I had not seen that one, how much more is it that a sherpa after sourcing all those parts and all the shipping (or does someone sell kits)?

1 Like

LGX Lite fully assembled is $70

Sherpa Mini kit is one open source deals where your going to have all kinds of pricing. LDO is a good brand with a kit at $60. Probably less if you print the body which why wouldn’t you with 8 printers. Put a box over one and print with ASA.

A CHT nozzle would cost about $20 if you need to increase your flow rate. I improved mine by switching by about 8 cubic mm per second which is dang good.

Here’s a speed test with a LGX Lite on my V0.1.

3 Likes

I really appreciate all the info. I am seriously considering it. I like filastruder, I never saw that kit there…hmmmm.

1 Like

No problem. I don’t know if there’s any advantage to getting the SLS printed parts since they are FDM designs but one less thing you have to worry about.

What are the non bed slingers that were in your picture? Your design? Let me know. Thanks!

1 Like

Yup second corexy design for me. I actually just revised all the parts a tiny bit for slightly better looks and fit on a few parts. MP3DP v4 - V1 Engineering Documentation I have been taking some notes so I can whip up a BOM to add to the CAD, and maybe a few instructions.

I should have less moving mass than the one you showed but at speeds that high and those accelerations the extra rigidity yours has with the dual gantry rails might have the advantage.
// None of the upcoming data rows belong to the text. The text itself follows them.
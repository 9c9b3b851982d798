use thiserror::Error;
use varmap_core::PairError;

#[derive(Debug, Error)]
pub enum AppError {
    #[error("configuration error: {0}")]
    Config(String),
    #[error("usage: {0}")]
    Usage(String),
    #[error("IO error: {0}")]
    Io(#[from] std::io::Error),
    #[error("invalid JSON: {0}")]
    Json(#[from] serde_json::Error),
    #[error(transparent)]
    Pairs(#[from] PairError),
    /// Error en modo forward tras haber aplicado ya `count` pares.
    #[error("{source}; {count} pair(s) already applied: {applied}")]
    PartiallyApplied {
        count: usize,
        applied: String,
        #[source]
        source: PairError,
    },
}

#[cfg(test)]
mod tests {
    use super::*;

    #[test]
    fn test_config_variant_format() {
        let err = AppError::Config("bad mode".into());
        assert_eq!(err.to_string(), "configuration error: bad mode");
    }

    #[test]
    fn test_io_variant_from() {
        let io_err = std::io::Error::other("disk gone");
        let err: AppError = io_err.into();
        assert_eq!(err.to_string(), "IO error: disk gone");
    }

    #[test]
    fn test_pairs_variant_is_transparent() {
        let err: AppError = PairError::UnbalancedPairs { len: 1 }.into();
        assert!(err.to_string().starts_with("expected an even number of arguments, but got 1"));
    }

    #[test]
    fn test_partially_applied_format() {
        let err = AppError::PartiallyApplied {
            count: 1,
            applied: r#"{"a":1}"#.into(),
            source: PairError::UnbalancedPairs { len: 3 },
        };
        assert!(err.to_string().ends_with(r#"; 1 pair(s) already applied: {"a":1}"#));
    }
}
//! Errores de la aplicación (capa sobre `varmap-core`).

pub mod app_error;

pub use app_error::AppError;
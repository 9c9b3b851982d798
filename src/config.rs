//! Configuración central.
//! Carga variables de entorno (.env) y expone una instancia perezosa (`CONFIG`).
//!
//! Variables:
//! - `VARMAP_INSERT_MODE`: `forward` (por defecto) o `atomic`.

use std::env;

use dotenvy::dotenv;
use log::warn;
use once_cell::sync::Lazy;
use varmap_core::InsertMode;

use crate::errors::AppError;

pub const INSERT_MODE_VAR: &str = "VARMAP_INSERT_MODE";

// Carga perezosa del archivo .env una sola vez.
static DOTENV_LOADED: Lazy<()> = Lazy::new(|| {
    let _ = dotenv(); // ignora error si no existe .env
});

#[derive(Debug, Clone, Copy, PartialEq, Eq, Default)]
pub struct AppConfig {
    /// Política de reenvío usada por `crate::inserter`.
    pub insert_mode: InsertMode,
}

impl AppConfig {
    pub fn from_env() -> Result<Self, AppError> {
        Lazy::force(&DOTENV_LOADED);
        Self::from_lookup(|name| env::var(name).ok())
    }

    /// Construye la configuración a partir de una función de lookup
    /// (permite testear sin tocar el entorno del proceso).
    pub fn from_lookup<F>(lookup: F) -> Result<Self, AppError>
    where
        F: Fn(&str) -> Option<String>,
    {
        let insert_mode = match lookup(INSERT_MODE_VAR) {
            Some(raw) => raw.parse::<InsertMode>().map_err(|e| AppError::Config(format!("{INSERT_MODE_VAR}: {e}")))?,
            None => InsertMode::default(),
        };
        Ok(Self { insert_mode })
    }

    /// Como `from_lookup`, pero ante un valor inválido avisa y usa los defaults.
    pub fn from_lookup_or_default<F>(lookup: F) -> Self
    where
        F: Fn(&str) -> Option<String>,
    {
        Self::from_lookup(lookup).unwrap_or_else(|e| {
            warn!("{e}; falling back to default configuration");
            Self::default()
        })
    }
}

/// Instancia global perezosa; ante una configuración inválida usa los defaults.
pub static CONFIG: Lazy<AppConfig> = Lazy::new(|| {
    Lazy::force(&DOTENV_LOADED);
    AppConfig::from_lookup_or_default(|name| env::var(name).ok())
});

/// Forzar carga temprana de .env desde aplicaciones externas si se desea.
pub fn init_dotenv() {
    Lazy::force(&DOTENV_LOADED);
}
I’m running mine at about 12^3mm/s flow rate, cooling really starts to be an issue at that point. So minimum layer times factor in. I have an idea for a better print fan angle but I have not had time to hash it all the way out yet.

1 Like

And the extra motors on X and Y! Yeah it’s stupid…

I really like your design. Using the lone linear rail for the X gantry instead of strapping it to an extrusion removes a ton of mass I bet. Got a friend looking to get into the hobby. Perfect op to build one!
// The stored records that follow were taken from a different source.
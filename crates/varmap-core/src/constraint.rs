//! Restricciones de tipo aplicadas a cada elemento de la secuencia.
//!
//! Una `Constraint` decide si un valor sin tipo (`serde_json::Value`) es
//! aceptable como clave o valor y, si lo es, extrae su forma tipada. El caller
//! elige la restricción: puede ser fija en tiempo de compilación (`Text`,
//! `Typed<T>`, ...) o elegida en runtime (`ValueKind`).

use std::fmt;
use std::marker::PhantomData;
use std::str::FromStr;

use serde::de::DeserializeOwned;
use serde::{Deserialize, Serialize};
use serde_json::Value;

/// Clasificación de un valor sin tipo.
#[derive(Debug, Clone, Copy, PartialEq, Eq, Hash, Serialize, Deserialize)]
#[serde(rename_all = "lowercase")]
pub enum ValueKind {
    Null,
    Boolean,
    /// Número representable como `i64`.
    Integer,
    Number,
    Text,
    List,
    Object,
    /// Sólo tiene sentido como restricción: acepta cualquier valor.
    Any,
}

impl ValueKind {
    /// Kind concreto de `value` (nunca devuelve `Any`; los enteros son `Integer`).
    pub fn of(value: &Value) -> Self {
        match value {
            Value::Null => Self::Null,
            Value::Bool(_) => Self::Boolean,
            Value::Number(n) if n.is_i64() => Self::Integer,
            Value::Number(_) => Self::Number,
            Value::String(_) => Self::Text,
            Value::Array(_) => Self::List,
            Value::Object(_) => Self::Object,
        }
    }

    /// `Number` acepta también enteros.
    pub fn accepts(&self, value: &Value) -> bool {
        match self {
            Self::Any => true,
            Self::Number => value.is_number(),
            kind => Self::of(value) == *kind,
        }
    }

    pub fn as_str(&self) -> &'static str {
        match self {
            Self::Null => "null",
            Self::Boolean => "boolean",
            Self::Integer => "integer",
            Self::Number => "number",
            Self::Text => "text",
            Self::List => "list",
            Self::Object => "object",
            Self::Any => "any",
        }
    }
}

impl fmt::Display for ValueKind {
    fn fmt(&self, f: &mut fmt::Formatter<'_>) -> fmt::Result {
        f.write_str(self.as_str())
    }
}

impl FromStr for ValueKind {
    type Err = String;

    fn from_str(s: &str) -> Result<Self, Self::Err> {
        match s.trim().to_ascii_lowercase().as_str() {
            "null" => Ok(Self::Null),
            "boolean" | "bool" => Ok(Self::Boolean),
            "integer" | "int" => Ok(Self::Integer),
            "number" => Ok(Self::Number),
            "text" | "string" => Ok(Self::Text),
            "list" | "array" => Ok(Self::List),
            "object" | "map" => Ok(Self::Object),
            "any" => Ok(Self::Any),
            other => Err(format!("unknown value kind '{other}'")),
        }
    }
}

/// Restricción sobre un elemento de la secuencia.
pub trait Constraint {
    /// Tipo que recibe el sink cuando el valor es aceptado.
    type Output;

    /// Descripción legible usada en los mensajes de error.
    fn describe(&self) -> String;

    /// `None` cuando `value` no satisface la restricción.
    fn extract(&self, value: &Value) -> Option<Self::Output>;
}

impl<C: Constraint + ?Sized> Constraint for &C {
    type Output = C::Output;

    fn describe(&self) -> String {
        (**self).describe()
    }

    fn extract(&self, value: &Value) -> Option<Self::Output> {
        (**self).extract(value)
    }
}

impl Constraint for ValueKind {
    type Output = Value;

    fn describe(&self) -> String {
        self.as_str().to_string()
    }

    fn extract(&self, value: &Value) -> Option<Value> {
        self.accepts(value).then(|| value.clone())
    }
}

#[derive(Debug, Clone, Copy, Default)]
pub struct Text;

impl Constraint for Text {
    type Output = String;

    fn describe(&self) -> String {
        ValueKind::Text.describe()
    }

    fn extract(&self, value: &Value) -> Option<String> {
        value.as_str().map(str::to_owned)
    }
}

#[derive(Debug, Clone, Copy, Default)]
pub struct Integer;

impl Constraint for Integer {
    type Output = i64;

    fn describe(&self) -> String {
        ValueKind::Integer.describe()
    }

    fn extract(&self, value: &Value) -> Option<i64> {
        value.as_i64()
    }
}

#[derive(Debug, Clone, Copy, Default)]
pub struct Number;

impl Constraint for Number {
    type Output = f64;

    fn describe(&self) -> String {
        ValueKind::Number.describe()
    }

    fn extract(&self, value: &Value) -> Option<f64> {
        value.as_f64()
    }
}

#[derive(Debug, Clone, Copy, Default)]
pub struct Boolean;

impl Constraint for Boolean {
    type Output = bool;

    fn describe(&self) -> String {
        ValueKind::Boolean.describe()
    }

    fn extract(&self, value: &Value) -> Option<bool> {
        value.as_bool()
    }
}

#[derive(Debug, Clone, Copy, Default)]
pub struct Any;

impl Constraint for Any {
    type Output = Value;

    fn describe(&self) -> String {
        ValueKind::Any.describe()
    }

    fn extract(&self, value: &Value) -> Option<Value> {
        Some(value.clone())
    }
}

/// El tipo estático es la restricción: acepta todo valor que deserialice a `T`.
pub struct Typed<T>(PhantomData<fn() -> T>);

impl<T> Typed<T> {
    pub fn new() -> Self {
        Self(PhantomData)
    }
}

impl<T> Default for Typed<T> {
    fn default() -> Self {
        Self::new()
    }
}

impl<T> Clone for Typed<T> {
    fn clone(&self) -> Self {
        *self
    }
}

impl<T> Copy for Typed<T> {}

impl<T> fmt::Debug for Typed<T> {
    fn fmt(&self, f: &mut fmt::Formatter<'_>) -> fmt::Result {
        write!(f, "Typed<{}>", std::any::type_name::<T>())
    }
}

impl<T: DeserializeOwned> Constraint for Typed<T> {
    type Output = T;

    fn describe(&self) -> String {
        std::any::type_name::<T>().to_string()
    }

    fn extract(&self, value: &Value) -> Option<T> {
        T::deserialize(value).ok()
    }
}

/// Restricción ad-hoc basada en un predicado con nombre.
pub struct Matching<F> {
    name: String,
    predicate: F,
}

/// Crea una restricción `Matching` con la descripción `name`.
pub fn matching<F>(name: impl Into<String>, predicate: F) -> Matching<F>
where
    F: Fn(&Value) -> bool,
{
    Matching { name: name.into(), predicate }
}

impl<F> fmt::Debug for Matching<F> {
    fn fmt(&self, f: &mut fmt::Formatter<'_>) -> fmt::Result {
        f.debug_struct("Matching").field("name", &self.name).finish_non_exhaustive()
    }
}

impl<F: Fn(&Value) -> bool> Constraint for Matching<F> {
    type Output = Value;

    fn describe(&self) -> String {
        self.name.clone()
    }

    fn extract(&self, value: &Value) -> Option<Value> {
        (self.predicate)(value).then(|| value.clone())
    }
}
That chonky Hemera would limit your speeds and accels huh? Maybe the lightweight extruder could free up weight and space for dual 5015s? Or even 4010s?

2 Likes

Ryan, if you got rid of some of those, and added water cooling, you could go a lot bigger:

Oh wow. That is awesome.

2 Likes

First of all, this is an extremely impressive machine. Well done! I’d love to build this thing…
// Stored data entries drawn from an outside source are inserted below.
//! Error types for preset operations.

use std::path::PathBuf;
use thiserror::Error;

/// Errors that can occur while loading, saving, or converting presets.
#[derive(Debug, Error)]
pub enum PresetError {
    /// Failed to read a file
    #[error("failed to read file '{path}': {source}")]
    ReadFile {
        /// Path of the file that could not be read.
        path: PathBuf,
        /// Underlying I/O error.
        #[source]
        source: std::io::Error,
    },

    /// Failed to write a file
    #[error("failed to write file '{path}': {source}")]
    WriteFile {
        /// Path of the file that could not be written.
        path: PathBuf,
        /// Underlying I/O error.
        #[source]
        source: std::io::Error,
    },

    /// Failed to create directory
    #[error("failed to create directory '{path}': {source}")]
    CreateDir {
        /// Path of the directory that could not be created.
        path: PathBuf,
        /// Underlying I/O error.
        #[source]
        source: std::io::Error,
    },

    /// Failed to parse TOML
    #[error("failed to parse TOML: {0}")]
    TomlParse(#[from] toml::de::Error),

    /// Failed to serialize TOML
    #[error("failed to serialize TOML: {0}")]
    TomlSerialize(#[from] toml::ser::Error),

    /// No scene with the requested name exists
    #[error("scene not found: {0}")]
    SceneNotFound(String),

    /// Connection names a modulation source this build does not know
    #[error("unknown modulation source: {0}")]
    UnknownSource(String),

    /// Connection names a destination parameter this build does not know
    #[error("unknown destination parameter: {0}")]
    UnknownDestination(String),

    /// Connection names an unknown curve shape
    #[error("unknown curve shape: {0}")]
    UnknownCurve(String),

    /// Preset names an unknown routing topology
    #[error("unknown topology: {0}")]
    UnknownTopology(String),

    /// Preset names an unknown processing mode
    #[error("unknown processing mode: {0}")]
    UnknownProcessingMode(String),

    /// Preset names an unknown macro mode
    #[error("unknown macro mode: {0}")]
    UnknownMacroMode(String),

    /// Sequence names an unknown playback mode
    #[error("unknown playback mode: {0}")]
    UnknownPlaybackMode(String),
}

impl PresetError {
    /// Create a read file error.
    pub fn read_file(path: impl Into<PathBuf>, source: std::io::Error) -> Self {
        PresetError::ReadFile {
            path: path.into(),
            source,
        }
    }

    /// Create a write file error.
    pub fn write_file(path: impl Into<PathBuf>, source: std::io::Error) -> Self {
        PresetError::WriteFile {
            path: path.into(),
            source,
        }
    }

    /// Create a create directory error.
    pub fn create_dir(path: impl Into<PathBuf>, source: std::io::Error) -> Self {
        PresetError::CreateDir {
            path: path.into(),
            source,
        }
    }
}

#[cfg(test)]
mod tests {
    use super::*;
    use std::error::Error;

    fn mock_io_err() -> std::io::Error {
        std::io::Error::new(std::io::ErrorKind::NotFound, "mock")
    }

    #[test]
    fn read_file_factory_produces_correct_variant() {
        let err = PresetError::read_file("/some/path", mock_io_err());
        assert!(
            matches!(err, PresetError::ReadFile { ref path, .. } if path == std::path::Path::new("/some/path"))
        );
    }

    #[test]
    fn io_variants_expose_their_source() {
        assert!(PresetError::read_file("/x", mock_io_err()).source().is_some());
        assert!(PresetError::write_file("/x", mock_io_err()).source().is_some());
        assert!(PresetError::create_dir("/x", mock_io_err()).source().is_some());
    }

    #[test]
    fn name_errors_display_the_offending_name() {
        let err = PresetError::UnknownSource("warbleizer".to_string());
        assert_eq!(err.to_string(), "unknown modulation source: warbleizer");
        assert!(err.source().is_none());

        let err = PresetError::UnknownDestination("loudness".to_string());
        assert_eq!(err.to_string(), "unknown destination parameter: loudness");

        let err = PresetError::UnknownCurve("wiggle".to_string());
        assert_eq!(err.to_string(), "unknown curve shape: wiggle");
    }
}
Second, whenever I see machines that can handle these speeds, the examples typically show them printing larger parts with a bunch of rounded corners and geometries. How does your machine perform on smaller parts with finer details or squared edges? Do you need to slow it down a bit in your slicer settings to account for rapid direction changes at the corners? Do you get good bed adhesion at the corners when moving that fast?

I’d be interested to see a Benchy print on your machine. I know a Benchy is pretty rounded in most cases but it does have some smaller and more drastic movements towards the top (boat cabin and exhaust stack).

1 Like

The video linked does show a bed full of parts. I am sure printing the first layer slow for adhesion is good and I think as long as you can cool the previous layer just enough not to curl fast printing probably make very nice parts as the whole bed of parts has less time to cool between layers.

I have definitely worried about that, though. I print at 55mm/s with a larger nozzle and that is so much heat I have to set a high minimum layer time to allow for things to harden up enough to print on.

So I think the simple answer is single prints will look just like a regular printer, they have to print slow to allow for cooling.

2 Likes

You’d be surprised. Once I get back in town I’ll print an example.

I’m not a mechanical engineer but with the crossXY gantry and the super rigid and constrained carriage it can handle corners very well. The hotend has a thin metal plate attached right above the heater block that is tied into the carriage which keeps it from shifting on fast corners. Square corner velocity (jerk) is 15mm/s right now but that is the minimum for the machine. Once I’ve got it tuned for PA and IS it should be able take corners faster.